The 15th Congressional District of Michigan includes much of this southeastern corner of the state. It owes its shape to Republican redistricters, who in July 2001 devised the nation’s most successful partisan redistricting plan of the decennial cycle. The district includes industrial parts of Wayne County, all of Monroe County and the Ann Arbor and Ypsilanti areas in Washtenaw County. In Wayne County, the 15th includes the western part of Dearborn and most of Dearborn Heights; the most heavily Arab-American parts of Dearborn were put in the 14th District, and these are more middle class, even affluent areas; the line cuts through Dearborn Heights and put one trailer park in two districts. To the south are working class suburbs: Taylor, Romulus (home of Metro Airport), and Woodhaven, site of a big Ford plant.
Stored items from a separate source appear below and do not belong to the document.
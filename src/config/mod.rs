// Copyright (C) 2026  Caprica Software Limited
//
// This program is free software: you can redistribute it and/or modify
// it under the terms of the GNU General Public License as published by
// the Free Software Foundation, either version 3 of the License, or
// (at your option) any later version.
//
// This program is distributed in the hope that it will be useful,
// but WITHOUT ANY WARRANTY; without even the implied warranty of
// MERCHANTABILITY or FITNESS FOR A PARTICULAR PURPOSE.  See the
// GNU General Public License for more details.
//
// You should have received a copy of the GNU General Public License
// along with this program.  If not, see <https://www.gnu.org/licenses/>.

//! Application configuration.
//!
//! This module manages the application configuration file. The file is
//! created with default values on first run; command line flags override it
//! for a single run and are never written back.

use std::{path::PathBuf, time::Duration};

use anyhow::{Context, Result};
use serde::{Deserialize, Serialize};
use tracing::warn;

use crate::model::SortField;

const CONFIG_NAME: &str = "tunedeck";

#[derive(Serialize, Deserialize, Debug, Clone, PartialEq)]
#[serde(default)]
pub(crate) struct AppConfig {
    pub(crate) version: u32,
    /// Base URL of the library service.
    pub(crate) server_url: String,
    /// Volume applied at start-up, `0..=100`.
    pub(crate) initial_volume: u8,
    /// Sort field for the library listing.
    pub(crate) sort_by: String,
    pub(crate) request_timeout_secs: u64,
}

impl Default for AppConfig {
    fn default() -> Self {
        Self {
            version: 1,
            server_url: "http://localhost:5000".into(),
            initial_volume: 80,
            sort_by: SortField::Title.as_param().into(),
            request_timeout_secs: 30,
        }
    }
}

impl AppConfig {
    /// The configured sort field; an unknown name falls back to title.
    pub(crate) fn sort_field(&self) -> SortField {
        SortField::parse(&self.sort_by).unwrap_or_else(|| {
            warn!(sort_by = %self.sort_by, "Unknown sort field in configuration");
            SortField::Title
        })
    }

    pub(crate) fn request_timeout(&self) -> Duration {
        Duration::from_secs(self.request_timeout_secs.max(1))
    }
}

/// Loads the configuration, writing the defaults out if there is no file yet.
pub(crate) fn load_config() -> Result<AppConfig> {
    confy::load(CONFIG_NAME, None).context("Failed to load configuration")
}

/// The directory holding the configuration file.
pub(crate) fn config_dir() -> Result<PathBuf> {
    let path = confy::get_configuration_file_path(CONFIG_NAME, None)
        .context("Failed to locate configuration directory")?;
    path.parent()
        .map(|dir| dir.to_path_buf())
        .context("Configuration file has no parent directory")
}
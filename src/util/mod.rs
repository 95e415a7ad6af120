// Copyright (C) 2026  Caprica Software Limited
//
// This program is free software: you can redistribute it and/or modify
// it under the terms of the GNU General Public License as published by
// the Free Software Foundation, either version 3 of the License, or
// (at your option) any later version.
//
// This program is distributed in the hope that it will be useful,
// but WITHOUT ANY WARRANTY; without even the implied warranty of
// MERCHANTABILITY or FITNESS FOR A PARTICULAR PURPOSE.  See the
// GNU General Public License for more details.
//
// You should have received a copy of the GNU General Public License
// along with this program.  If not, see <https://www.gnu.org/licenses/>.

//! Common utilities and helper functions.
//!
//! This module provides shared logic used across the application to handle
//! data transformation and environment interactions.
//!
//! # Sub-modules
//!
//! * [`format`]: Logic for converting raw data into human-readable strings for
//!   the UI.
//! * [`term`]: Low-level utilities for interacting with the terminal emulator,
//!   such as background colour control.

pub(crate) mod format;
pub(crate) mod term;
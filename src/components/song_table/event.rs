// Copyright (C) 2026  Caprica Software Limited
//
// This program is free software: you can redistribute it and/or modify
// it under the terms of the GNU General Public License as published by
// the Free Software Foundation, either version 3 of the License, or
// (at your option) any later version.
//
// This program is distributed in the hope that it will be useful,
// but WITHOUT ANY WARRANTY; without even the implied warranty of
// MERCHANTABILITY or FITNESS FOR A PARTICULAR PURPOSE.  See the
// GNU General Public License for more details.
//
// You should have received a copy of the GNU General Public License
// along with this program.  If not, see <https://www.gnu.org/licenses/>.

//! Input handling for the song table.
//!
//! This module maps raw terminal keyboard events to table navigation and to
//! the actions that apply to the selected song.

use crossterm::event::{Event, KeyCode};

use crate::{actions::Action, components::SongTable, model::ViewTarget};

impl SongTable<'_> {
    pub(crate) fn process_event(&mut self, event: &Event) -> Option<Action> {
        let Event::Key(key_event) = event else {
            return None;
        };

        match key_event.code {
            KeyCode::Char('j') | KeyCode::Down => self.goto_next(),
            KeyCode::Char('k') | KeyCode::Up => self.goto_previous(),
            KeyCode::Char('g') | KeyCode::Home => self.goto_first(),
            KeyCode::Char('G') | KeyCode::End => self.goto_last(),
            _ => {}
        }

        let (index, song) = self.selected_song()?;

        match key_event.code {
            KeyCode::Enter => Some(Action::Play(index)),
            KeyCode::Char('d') | KeyCode::Delete => Some(Action::DeleteSong(song.id)),
            KeyCode::Char('x') => match self.target {
                ViewTarget::Playlist(playlist) => Some(Action::RemoveSongFromPlaylist {
                    playlist: *playlist,
                    song: song.id,
                }),
                _ => None,
            },
            _ => None,
        }
    }
}
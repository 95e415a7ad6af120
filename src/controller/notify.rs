// Copyright (C) 2026  Caprica Software Limited
//
// This program is free software: you can redistribute it and/or modify
// it under the terms of the GNU General Public License as published by
// the Free Software Foundation, either version 3 of the License, or
// (at your option) any later version.
//
// This program is distributed in the hope that it will be useful,
// but WITHOUT ANY WARRANTY; without even the implied warranty of
// MERCHANTABILITY or FITNESS FOR A PARTICULAR PURPOSE.  See the
// GNU General Public License for more details.
//
// You should have received a copy of the GNU General Public License
// along with this program.  If not, see <https://www.gnu.org/licenses/>.

//! Transient user notifications.

use std::time::{Duration, Instant};

use crate::tasks::UploadSummary;

/// How long a notification stays on screen.
pub(crate) const NOTIFICATION_LIFETIME: Duration = Duration::from_secs(3);

/// At most this many upload failures are spelled out.
const MAX_LISTED_ERRORS: usize = 3;

#[derive(Debug, Clone, Copy, PartialEq, Eq)]
pub(crate) enum Level {
    Success,
    Warning,
    Error,
}

#[derive(Debug, Clone, PartialEq)]
pub(crate) struct Notification {
    pub(crate) level: Level,
    pub(crate) message: String,
    deadline: Instant,
}

/// Holds the single notification currently on screen; a newer one replaces
/// it.
#[derive(Debug, Default)]
pub(crate) struct Notifications {
    current: Option<Notification>,
}

impl Notifications {
    pub(crate) fn push(&mut self, level: Level, message: impl Into<String>) {
        self.current = Some(Notification {
            level,
            message: message.into(),
            deadline: Instant::now() + NOTIFICATION_LIFETIME,
        });
    }

    pub(crate) fn current(&self) -> Option<&Notification> {
        self.current.as_ref()
    }

    /// Drops the notification once its deadline has passed.
    pub(crate) fn expire(&mut self, now: Instant) {
        if self.current.as_ref().is_some_and(|n| now >= n.deadline) {
            self.current = None;
        }
    }
}

/// The notification closing an upload batch.
pub(crate) fn upload_outcome(summary: &UploadSummary) -> (Level, String) {
    if summary.total == 0 {
        return (Level::Error, "No audio files found to upload".to_string());
    }

    if summary.is_complete() {
        return (
            Level::Success,
            format!("Successfully uploaded {} file(s)", summary.uploaded),
        );
    }

    let mut listed = summary
        .errors
        .iter()
        .take(MAX_LISTED_ERRORS)
        .cloned()
        .collect::<Vec<_>>()
        .join(", ");
    if summary.errors.len() > MAX_LISTED_ERRORS {
        listed.push_str(&format!(
            " and {} more",
            summary.errors.len() - MAX_LISTED_ERRORS
        ));
    }

    (
        Level::Warning,
        format!(
            "Uploaded {}/{} files. Errors: {}",
            summary.uploaded, summary.total, listed
        ),
    )
}

#[cfg(test)]
mod tests {
    use super::*;

    fn summary(uploaded: usize, total: usize, errors: &[&str]) -> UploadSummary {
        UploadSummary {
            uploaded,
            total,
            errors: errors.iter().map(|e| e.to_string()).collect(),
        }
    }

    #[test]
    fn clean_batch_is_a_success() {
        assert_eq!(
            upload_outcome(&summary(3, 3, &[])),
            (Level::Success, "Successfully uploaded 3 file(s)".to_string())
        );
    }

    #[test]
    fn partial_batch_lists_errors() {
        assert_eq!(
            upload_outcome(&summary(2, 3, &["b.mp3: Invalid file type"])),
            (
                Level::Warning,
                "Uploaded 2/3 files. Errors: b.mp3: Invalid file type".to_string()
            )
        );
    }

    #[test]
    fn long_error_lists_are_truncated() {
        let (level, message) = upload_outcome(&summary(0, 5, &["a", "b", "c", "d", "e"]));
        assert_eq!(level, Level::Warning);
        assert_eq!(message, "Uploaded 0/5 files. Errors: a, b, c and 2 more");
    }

    #[test]
    fn notifications_expire_after_deadline() {
        let mut notifications = Notifications::default();
        notifications.push(Level::Success, "Shuffle enabled");

        notifications.expire(Instant::now());
        assert!(notifications.current().is_some());

        notifications.expire(Instant::now() + NOTIFICATION_LIFETIME + Duration::from_millis(1));
        assert!(notifications.current().is_none());
    }
}
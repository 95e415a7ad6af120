// Copyright (C) 2026  Caprica Software Limited
//
// This program is free software: you can redistribute it and/or modify
// it under the terms of the GNU General Public License as published by
// the Free Software Foundation, either version 3 of the License, or
// (at your option) any later version.
//
// This program is distributed in the hope that it will be useful,
// but WITHOUT ANY WARRANTY; without even the implied warranty of
// MERCHANTABILITY or FITNESS FOR A PARTICULAR PURPOSE.  See the
// GNU General Public License for more details.
//
// You should have received a copy of the GNU General Public License
// along with this program.  If not, see <https://www.gnu.org/licenses/>.

//! User interface rendering logic.
//!
//! This module handles the translation of the [`App`] state into visual
//! widgets using the `ratatui` framework. It is responsible for layout
//! management, widget styling, and terminal frame composition.
//!
//! # Rendering Pipeline
//!
//! The primary entry point is the [`draw`] function, which is called after
//! every event to provide a reactive user interface.

mod icons;
mod player;
mod status;

pub(crate) use icons::{ICON_PAUSE, ICON_PLAY};

use ratatui::{
    Frame,
    layout::{Constraint, Direction, Layout, Rect},
    style::Style,
    text::{Line, Span},
    widgets::{Block, Borders, Padding, Paragraph},
};

use crate::{
    App, Focus,
    model::ViewTarget,
    render::{player::draw_player, status::draw_status},
    theme::Theme,
};

const SIDEBAR_WIDTH: u16 = 34;

pub(crate) trait Render {
    fn draw(&mut self, f: &mut Frame, area: Rect, theme: &Theme);
}

/// Renders the user interface to the terminal frame.
///
/// The screen is split into the sidebar and the song table, with the player
/// bar and the status line underneath. The area of the progress gauge is
/// recorded on the [`App`] so that mouse clicks can be mapped to seeks.
pub(crate) fn draw(f: &mut Frame, app: &mut App) {
    let area = f.area();
    let theme = app.theme;

    let outer = Layout::default()
        .direction(Direction::Vertical)
        .constraints([
            Constraint::Min(0),
            Constraint::Length(7),
            Constraint::Length(1),
        ])
        .split(area);

    let main = Layout::default()
        .direction(Direction::Horizontal)
        .constraints([Constraint::Length(SIDEBAR_WIDTH), Constraint::Min(0)])
        .split(outer[0]);

    let controller = &app.controller;
    app.sidebar
        .as_widget(controller.playlists(), controller.library().len())
        .active(controller.view().target())
        .stats(controller.stats())
        .focused(app.focus == Focus::Sidebar)
        .draw(f, main[0], &theme);

    draw_songs(f, main[1], app);

    app.progress_area = Some(draw_player(f, outer[1], app));

    draw_status(f, outer[2], app);
}

fn draw_songs(f: &mut Frame, area: Rect, app: &mut App) {
    let chunks = Layout::default()
        .direction(Direction::Vertical)
        .constraints([Constraint::Length(2), Constraint::Min(0)])
        .split(area);

    let controller = &app.controller;
    let view = controller.view();

    let title_style = if app.focus == Focus::Songs {
        Style::default().fg(app.theme.accent_colour)
    } else {
        Style::default().fg(app.theme.table_track_fg)
    };

    let title = match view.target() {
        ViewTarget::All => "All Songs".to_string(),
        ViewTarget::Search(query) => format!("Search \"{}\"", query),
        ViewTarget::Playlist(id) => controller.playlist_name(*id).unwrap_or("Playlist").to_string(),
    };

    let header = Line::from(vec![
        Span::styled(title, title_style),
        Span::styled(
            format!(" | {} songs | sorted by {}", view.len(), controller.sort().as_param()),
            Style::default().fg(app.theme.table_time_fg),
        ),
    ]);

    let header_block = Block::default()
        .borders(Borders::BOTTOM)
        .border_style(Style::default().fg(app.theme.border_colour))
        .padding(Padding::horizontal(1));

    f.render_widget(Paragraph::new(header).block(header_block), chunks[0]);

    let now_playing = controller.now_playing().map(|song| song.id);
    app.song_table
        .as_widget(view.songs(), view.target())
        .loaded(view.is_loaded() || !view.is_empty())
        .now_playing(now_playing, controller.playback().state)
        .draw(f, chunks[1], &app.theme);
}
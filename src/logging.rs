// Copyright (C) 2026  Caprica Software Limited
//
// This program is free software: you can redistribute it and/or modify
// it under the terms of the GNU General Public License as published by
// the Free Software Foundation, either version 3 of the License, or
// (at your option) any later version.
//
// This program is distributed in the hope that it will be useful,
// but WITHOUT ANY WARRANTY; without even the implied warranty of
// MERCHANTABILITY or FITNESS FOR A PARTICULAR PURPOSE.  See the
// GNU General Public License for more details.
//
// You should have received a copy of the GNU General Public License
// along with this program.  If not, see <https://www.gnu.org/licenses/>.

//! Logging setup.
//!
//! The terminal belongs to the TUI, so log output goes to a daily rolling
//! file. `RUST_LOG` overrides the default filter.

use std::path::Path;

use anyhow::{Context, Result};
use tracing_appender::non_blocking::WorkerGuard;
use tracing_subscriber::EnvFilter;

const LOG_FILE_PREFIX: &str = "tunedeck.log";
const DEFAULT_FILTER: &str = "info,tunedeck=debug";

/// Installs the global subscriber writing into `log_dir`.
///
/// The returned guard flushes buffered lines when dropped and must be held
/// until the application exits.
pub(crate) fn init_logging(log_dir: &Path) -> Result<WorkerGuard> {
    std::fs::create_dir_all(log_dir)
        .with_context(|| format!("Failed to create log directory {}", log_dir.display()))?;

    let file_appender = tracing_appender::rolling::daily(log_dir, LOG_FILE_PREFIX);
    let (file_writer, guard) = tracing_appender::non_blocking(file_appender);

    let filter =
        EnvFilter::try_from_default_env().unwrap_or_else(|_| EnvFilter::new(DEFAULT_FILTER));

    let subscriber = tracing_subscriber::fmt()
        .with_writer(file_writer)
        .with_target(true)
        .with_ansi(false)
        .with_env_filter(filter)
        .finish();

    tracing::subscriber::set_global_default(subscriber)
        .context("Failed to install log subscriber")?;

    Ok(guard)
}
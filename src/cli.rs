// Copyright (C) 2026  Caprica Software Limited
//
// This program is free software: you can redistribute it and/or modify
// it under the terms of the GNU General Public License as published by
// the Free Software Foundation, either version 3 of the License, or
// (at your option) any later version.
//
// This program is distributed in the hope that it will be useful,
// but WITHOUT ANY WARRANTY; without even the implied warranty of
// MERCHANTABILITY or FITNESS FOR A PARTICULAR PURPOSE.  See the
// GNU General Public License for more details.
//
// You should have received a copy of the GNU General Public License
// along with this program.  If not, see <https://www.gnu.org/licenses/>.

//! Command line arguments.

use std::path::PathBuf;

use clap::Parser;

use crate::config::AppConfig;

/// A terminal client for a self-hosted music library.
#[derive(Parser, Debug)]
#[command(name = "tunedeck", version, about)]
pub(crate) struct Args {
    /// Library service URL, overriding the configured one
    #[arg(long, value_name = "URL")]
    pub(crate) server: Option<String>,

    /// Start-up volume, overriding the configured one
    #[arg(long, value_name = "0-100", value_parser = clap::value_parser!(u8).range(0..=100))]
    pub(crate) volume: Option<u8>,

    /// Directory for log files (default: the configuration directory)
    #[arg(long, value_name = "DIR")]
    pub(crate) log_dir: Option<PathBuf>,

    /// Print the effective configuration as TOML and exit
    #[arg(long)]
    pub(crate) print_config: bool,
}

impl Args {
    /// Applies the per-run overrides to the loaded configuration.
    pub(crate) fn apply(&self, config: &mut AppConfig) {
        if let Some(server) = &self.server {
            config.server_url = server.clone();
        }
        if let Some(volume) = self.volume {
            config.initial_volume = volume;
        }
    }
}

#[cfg(test)]
mod tests {
    use super::*;

    #[test]
    fn flags_override_configuration() {
        let args = Args::try_parse_from(["tunedeck", "--server", "http://nas:9000", "--volume", "35"])
            .unwrap();
        let mut config = AppConfig::default();
        args.apply(&mut config);

        assert_eq!(config.server_url, "http://nas:9000");
        assert_eq!(config.initial_volume, 35);
        assert_eq!(config.sort_by, "title");
    }

    #[test]
    fn volume_out_of_range_is_rejected() {
        assert!(Args::try_parse_from(["tunedeck", "--volume", "101"]).is_err());
    }
}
Flat Rock is home to a joint Ford-Mazda auto plant, one of the few Japanese plants in Michigan. Monroe was the boyhood home of General George Armstrong Custer, and in his day agricultural; now it is more industrial, and the southern part is in many ways an extension of Toledo, Ohio. (Michigan and Ohio almost went to war over the Toledo land in the 1830s; Ohio got Toledo and Michigan got the Upper Peninsula as recompense.) Ann Arbor is one of the nation’s largest university towns, oriented to the university but also full of people, from auto executives to perennial graduate students, who like the atmosphere of a town with plenty of book stores, coffee houses and liberal neighbors; it voted 74% to legalize medical marijuana in November 2004. In 2006, it landed the headquarters of Google's AdWords unit, which operates the company's "pay-per-click" advertising method—its main revenue source. Ypsilanti, though it also has a university (Eastern Michigan), is less bookish and more industrial. All of these areas tend to vote Democratic, though Monroe is sometimes marginal, but they house very different kinds of Democrats. In Wayne County, union political operatives have dominated Democratic party politics for 50 years. In Ann Arbor, Democratic politics is dominated by leftist peace activists, environmentalists and feminists.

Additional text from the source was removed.